## [What to produce]
The required result is a line count: how many lines in this data hold the word "digest". Give only that.

## [Dataset extract]
------------------------------------------------------------------------

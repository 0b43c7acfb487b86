use der::Encode;
use der::flagset::FlagSet;
use rand::RngCore;
use sha1::Sha1;
use x509_cert::certificate::CertificateInner;

use crate::cert::Certificate;
use crate::cert::SignatureAlgorithm;
use crate::cert::extensions::AuthorityKeyIdentifier;
use crate::cert::extensions::BasicConstraints;
use crate::cert::extensions::ExtendedKeyUsage;
use crate::cert::extensions::ExtendedKeyUsageOption;
use crate::cert::extensions::KeyUsage;
use crate::cert::extensions::KeyUsages;
use crate::cert::extensions::SubjectKeyIdentifier;
use crate::cert::params::Validity;
use crate::cert::params::{CertificationRequestInfo, DistinguishedName, ExtensionParam};
use crate::error::{Error, Result};
use crate::key::KeyPair;
use crate::tbs_certificate::TbsCertificate;

/// Length in bytes of generated serial numbers.
const SERIAL_NUMBER_LEN: usize = 16;

/// Represents an entity capable of issuing certificates.
pub trait Issuer {
    /// Returns the distinguished name of the issuer.
    fn issuer_name(&self) -> DistinguishedName;

    /// Returns the signing key of the issuer.
    fn signing_key(&self) -> &KeyPair;

    /// Issues a certificate based on the provided certification request information.
    ///
    /// The serial number is random, so two certificates issued for the same
    /// subject are always distinguishable.
    fn issue(&self, cert_request: &CertificationRequestInfo, validity: Validity) -> Result<Certificate> {
        let signature_algo = SignatureAlgorithm::Sha256WithRSA;

        let issuer_spki = self.signing_key().public_key().to_spki()?;
        let issuer_key_id =
            <Sha1 as sha1::Digest>::digest(issuer_spki.subject_public_key.raw_bytes());
        let subject_spki = cert_request.subject_public_key.to_spki()?;
        let subject_key_id =
            <Sha1 as sha1::Digest>::digest(subject_spki.subject_public_key.raw_bytes());

        let basic_constraints = BasicConstraints {
            is_ca: cert_request.is_ca,
            max_path_length: None,
        };

        let mut extensions: Vec<ExtensionParam> = vec![
            ExtensionParam::from_extension(basic_constraints, true)?,
            ExtensionParam::from_extension(SubjectKeyIdentifier(subject_key_id.to_vec()), false)?,
            ExtensionParam::from_extension(
                AuthorityKeyIdentifier {
                    key_identifier: issuer_key_id.to_vec(),
                },
                false,
            )?,
        ];

        let mut key_usage_flags: FlagSet<KeyUsages> = FlagSet::empty();

        if cert_request.is_ca {
            key_usage_flags |= KeyUsages::KeyCertSign;
            key_usage_flags |= KeyUsages::CRLSign;
        }

        for usage in &cert_request.usages {
            match usage {
                ExtendedKeyUsageOption::ClientAuth
                | ExtendedKeyUsageOption::ServerAuth
                | ExtendedKeyUsageOption::EmailProtection => {
                    key_usage_flags |= KeyUsages::KeyEncipherment;
                }
                ExtendedKeyUsageOption::CodeSigning
                | ExtendedKeyUsageOption::TimeStamping
                | ExtendedKeyUsageOption::OcspSigning
                | ExtendedKeyUsageOption::Other(_) => {
                    key_usage_flags |= KeyUsages::DigitalSignature;
                }
            }
        }

        if !key_usage_flags.is_empty() {
            let key_usage = KeyUsage(key_usage_flags);
            extensions.push(ExtensionParam::from_extension(key_usage, true)?);
        }

        if !cert_request.usages.is_empty() {
            let extended_key_usage = ExtendedKeyUsage {
                usage: cert_request.usages.clone(),
            };
            extensions.push(ExtensionParam::from_extension(extended_key_usage, false)?);
        }

        let combined_extensions = cert_request
            .extensions
            .iter()
            .cloned()
            .chain(extensions)
            .collect();

        let tbs_cert = TbsCertificate {
            serial_number: random_serial_number(),
            signature_algorithm: signature_algo.clone(),
            issuer: self.issuer_name(),
            validity,
            subject: cert_request.subject.clone(),
            subject_public_key: cert_request.subject_public_key.clone(),
            extensions: combined_extensions,
        };

        let tbs_cert_inner = tbs_cert.to_tbs_certificate_inner()?;

        let signature = self.signing_key().sign_data(&tbs_cert_inner.to_der()?)?;

        let cert_inner = CertificateInner {
            tbs_certificate: tbs_cert_inner,
            signature_algorithm: signature_algo.into(),
            signature: der::asn1::BitString::from_bytes(&signature)
                .map_err(|e| Error::EncodingError(e.to_string()))?,
        };

        Ok(Certificate { inner: cert_inner })
    }
}

/// A positive serial number with no leading zero octet.
fn random_serial_number() -> Vec<u8> {
    let mut serial = vec![0u8; SERIAL_NUMBER_LEN];
    rand::rng().fill_bytes(&mut serial);
    serial[0] = (serial[0] & 0x7f) | 0x40;
    serial
}

#[cfg(test)]
mod tests {
    use super::*;

    #[test]
    fn serial_numbers_are_positive_and_minimal() {
        for _ in 0..32 {
            let serial = random_serial_number();
            assert_eq!(serial.len(), SERIAL_NUMBER_LEN);
            assert_eq!(serial[0] & 0x80, 0);
            assert_ne!(serial[0], 0);
        }
    }
}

------------------------------------------------------------------------

## [Solved exercise]
2